The input:
↓

use dioxus::prelude::*;

use crate::{
    client::{
        component::{ConfirmationModal, ErrorPage, LoadingPage, Pagination, PaginationData},
        constant::{DEFAULT_PAGE_SIZE, SITE_NAME},
        model::{auth::AuthState, error::ApiError},
        route::admin::{ActionError, ActionState, AdminPage, AdminTab},
    },
    model::user::{PaginatedUsersDto, UserDto},
};

#[cfg(feature = "web")]
use crate::client::api::user::{add_admin, get_all_admins, get_all_users, remove_admin};

/// Current admins, and every user who ever logged in with a button to promote them.
#[component]
pub fn AdminAdmins() -> Element {
    let page = use_signal(|| 0u64);
    let per_page = use_signal(|| DEFAULT_PAGE_SIZE);
    let refetch_trigger = use_signal(|| 0u32);
    let action_error = use_signal(|| None::<String>);
    let mut admins = use_signal(|| None::<Result<Vec<UserDto>, ApiError>>);
    let mut users = use_signal(|| None::<Result<PaginatedUsersDto, ApiError>>);
    let removing = use_signal(|| None::<UserDto>);

    #[cfg(feature = "web")]
    {
        let admins_future = use_resource(move || async move {
            let _ = refetch_trigger();
            get_all_admins().await
        });
        let users_future = use_resource(move || async move {
            let _ = refetch_trigger();
            get_all_users(page(), per_page()).await
        });

        use_effect(move || {
            if let Some(result) = &*admins_future.read() {
                admins.set(Some(result.clone()));
            }
        });
        use_effect(move || {
            if let Some(result) = &*users_future.read() {
                users.set(Some(result.clone()));
            }
        });
    }

    rsx! {
        Title { "Admin - Admins | {SITE_NAME}" }
        AdminPage {
            active_tab: AdminTab::Admins,
            ActionError { error: action_error }
            match (admins(), users()) {
                (Some(Err(err)), _) | (_, Some(Err(err))) => rsx! {
                    ErrorPage { status: err.status, message: err.message }
                },
                (Some(Ok(admin_list)), Some(Ok(user_page))) => rsx! {
                    div {
                        class: "card bg-base-200 mb-6",
                        div {
                            class: "card-body",
                            h2 { class: "card-title", "Admins" }
                            AdminList { admins: admin_list, removing }
                        }
                    }
                    div {
                        class: "card bg-base-200",
                        div {
                            class: "card-body",
                            h2 { class: "card-title", "Users" }
                            UserList { users: user_page.users.clone(), refetch_trigger, action_error }
                            Pagination {
                                page,
                                per_page,
                                data: PaginationData {
                                    page: user_page.page,
                                    per_page: user_page.per_page,
                                    total: user_page.total,
                                    total_pages: user_page.total_pages,
                                }
                            }
                        }
                    }
                },
                _ => rsx! { LoadingPage {} },
            }
        }
        RemoveAdminModal { removing, refetch_trigger, action_error }
    }
}

#[component]
fn AdminList(admins: Vec<UserDto>, removing: Signal<Option<UserDto>>) -> Element {
    let auth = use_context::<Signal<AuthState>>();
    let current_user_id = auth.read().user().map(|u| u.discord_id);

    rsx! {
        table {
            class: "table table-zebra w-full",
            thead {
                tr {
                    th { "Name" }
                    th { "Discord ID" }
                    th { class: "text-right", "Actions" }
                }
            }
            tbody {
                for admin in admins {
                    {
                        let is_current_user = Some(admin.discord_id) == current_user_id;
                        let target = admin.clone();
                        rsx! {
                            tr {
                                key: "{admin.discord_id}",
                                td {
                                    div {
                                        class: "flex items-center gap-2",
                                        span { "{admin.name}" }
                                        if is_current_user {
                                            span { class: "badge badge-sm badge-primary", "You" }
                                        }
                                    }
                                }
                                td { "{admin.discord_id}" }
                                td {
                                    class: "text-right",
                                    button {
                                        class: "btn btn-sm btn-error",
                                        disabled: is_current_user,
                                        onclick: move |_| removing.set(Some(target.clone())),
                                        "Remove Admin"
                                    }
                                }
                            }
                        }
                    }
                }
            }
        }
    }
}

#[component]
fn UserList(
    users: Vec<UserDto>,
    refetch_trigger: Signal<u32>,
    action_error: Signal<Option<String>>,
) -> Element {
    let is_busy = use_signal(|| false);
    // Promotion has no modal; `show` only satisfies ActionState.
    let unused_modal = use_signal(|| false);

    rsx! {
        table {
            class: "table table-zebra w-full",
            thead {
                tr {
                    th { "Name" }
                    th { "Discord ID" }
                    th { class: "text-right", "Actions" }
                }
            }
            tbody {
                for user in users {
                    {
                        let discord_id = user.discord_id;
                        rsx! {
                            tr {
                                key: "{user.discord_id}",
                                td { "{user.name}" }
                                td { "{user.discord_id}" }
                                td {
                                    class: "text-right",
                                    if user.admin {
                                        span { class: "badge badge-primary", "Admin" }
                                    } else {
                                        button {
                                            class: "btn btn-sm btn-primary",
                                            disabled: is_busy(),
                                            onclick: move |_| {
                                                #[cfg(feature = "web")]
                                                promote(
                                                    discord_id,
                                                    ActionState {
                                                        show: unused_modal,
                                                        busy: is_busy,
                                                        refetch_trigger,
                                                        action_error,
                                                    },
                                                );
                                            },
                                            "Make Admin"
                                        }
                                    }
                                }
                            }
                        }
                    }
                }
            }
        }
    }
}

#[component]
fn RemoveAdminModal(
    removing: Signal<Option<UserDto>>,
    refetch_trigger: Signal<u32>,
    action_error: Signal<Option<String>>,
) -> Element {
    let mut show = use_signal(|| false);
    let is_removing = use_signal(|| false);

    use_effect(move || {
        if removing.read().is_some() {
            show.set(true);
        }
    });

    use_effect(move || {
        if !show() {
            removing.set(None);
        }
    });

    let Some(user) = removing() else {
        return rsx! {};
    };
    let discord_id = user.discord_id;

    rsx! {
        ConfirmationModal {
            show,
            title: "Remove Admin".to_string(),
            message: format!("Revoke admin access from {}?", user.name),
            confirm_text: "Remove".to_string(),
            is_processing: is_removing(),
            on_confirm: move |_| {
                #[cfg(feature = "web")]
                demote(
                    discord_id,
                    ActionState { show, busy: is_removing, refetch_trigger, action_error },
                );
            },
        }
    }
}

#[cfg(feature = "web")]
fn promote(discord_id: u64, mut state: ActionState) {
    state.busy.set(true);
    spawn(async move {
        let result = add_admin(discord_id).await;
        state.finish(result);
    });
}

#[cfg(feature = "web")]
fn demote(discord_id: u64, mut state: ActionState) {
    state.busy.set(true);
    spawn(async move {
        let result = remove_admin(discord_id).await;
        state.finish(result);
    });
}
use super::*;
use chrono::{Duration, Utc};

/// Tests listing an author's tickets newest first with a limit.
///
/// Expected: Ok with the two newest tickets of the author only
#[tokio::test]
async fn lists_newest_first_with_limit() -> Result<(), AppError> {
    let test = TestBuilder::new()
        .with_table(entity::prelude::Feedback)
        .build()
        .await
        .unwrap();
    let db = test.db.as_ref().unwrap();

    let now = Utc::now();
    for (hours, title) in [(3, "oldest"), (2, "middle"), (1, "newest")] {
        factory::feedback::FeedbackFactory::new(db, "42")
            .title(title)
            .created_at(now - Duration::hours(hours))
            .build()
            .await?;
    }
    factory::create_feedback(db, "43").await?;

    let repo = FeedbackRepository::new(db);
    let feedback = repo.get_by_author(42, Some(2)).await?;

    let titles: Vec<_> = feedback.iter().map(|f| f.title.as_str()).collect();
    assert_eq!(titles, vec!["newest", "middle"]);

    assert_eq!(repo.get_by_author(42, None).await?.len(), 3);

    Ok(())
}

↑

Work instructions: Please copy every line of the material that contains the word "clone".

The completed task:
                admins.set(Some(result.clone()));
                users.set(Some(result.clone()));
                            UserList { users: user_page.users.clone(), refetch_trigger, action_error }
                        let target = admin.clone();
                                        onclick: move |_| removing.set(Some(target.clone())),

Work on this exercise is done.